We arranged matters after that--Allan and Uncle Geoff and I; for Carrie had gone to sit with mother, and Fred had strolled off somewhere. They wanted me to try my hand at housekeeping; at least, until mother was stronger and more able to bear things.

"Carrie hates it, and you have a good head for accounts," Allan observed, quietly. It seemed rather strange that they should make me take the head, when Carrie was two years older, and a week ago I was only a schoolgirl; but I felt they were right, for I liked planning and contriving, and Carrie detested anything she called domestic drudgery.

We considered ways and means after that. Uncle Geoffrey told us the exact amount of his income, He had always lived very comfortably, but when he had deducted the extra allowance for poor Aunt Prue, we saw clearly that there was not enough for so large a party; but at the first hint of this from Allan Uncle Geoffrey got quite warm and eager. Dear, generous Uncle Geoff! he was determined to share his last crust with his dead brother's widow and children.

"Nonsense, fiddlesticks!" he kept on saying; "what do I want with luxuries? Ask Deborah if I care what I eat and drink; we shall do very well, if you and Esther are not so faint-hearted." And when we found out how our protests seemed to hurt him, we let him have his own way; only Allan and I exchanged looks, which said as plainly as looks could, "Is he not the best uncle that ever lived, and will we not work our hardest to help him?"

I had a long talk with Carrie that night; she was very submissive and very sad, and seemed rather downhearted over things. She was quite as grateful for Uncle Geoff's generosity as we were, but I could see the notion of being a governess distressed her greatly. "I am very glad you will undertake the housekeeping, Esther," she said, rather plaintively; "it will leave me free for other things," and then she sighed very bitterly, and got up and left me. I was a little sorry that she did not tell me all that was in her mind, for, if we are "to bear each other's burdens," it is necessary to break down the reserve that keeps us out of even a sister's heart sometimes.

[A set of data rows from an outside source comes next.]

//! GitHub API module
//!
//! Thin read-only wrapper over the GitHub REST API: user → repositories →
//! directories and files.

mod client;
mod types;

pub use client::{GithubClient, GithubError};
pub use types::{ContentEntry, ContentKind, ContentRoot, RepoDirectory, RepoFile, Repository};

But though Carrie left me to my own thoughts, I was not able to quiet myself for hours. If I had only Jessie to whom I could talk!

and then it seemed to me as though it were months since we sat together in the garden of Redmayne House talking out our girlish philosophy.

Only a fortnight ago, and yet how much had happened since then! What a revolution in our home-world! Dear father lying in his quiet grave; ourselves penniless orphans, obliged to leave Combe Manor, and indebted to our generous benefactor for the very roof that was to cover us and the food that we were to eat.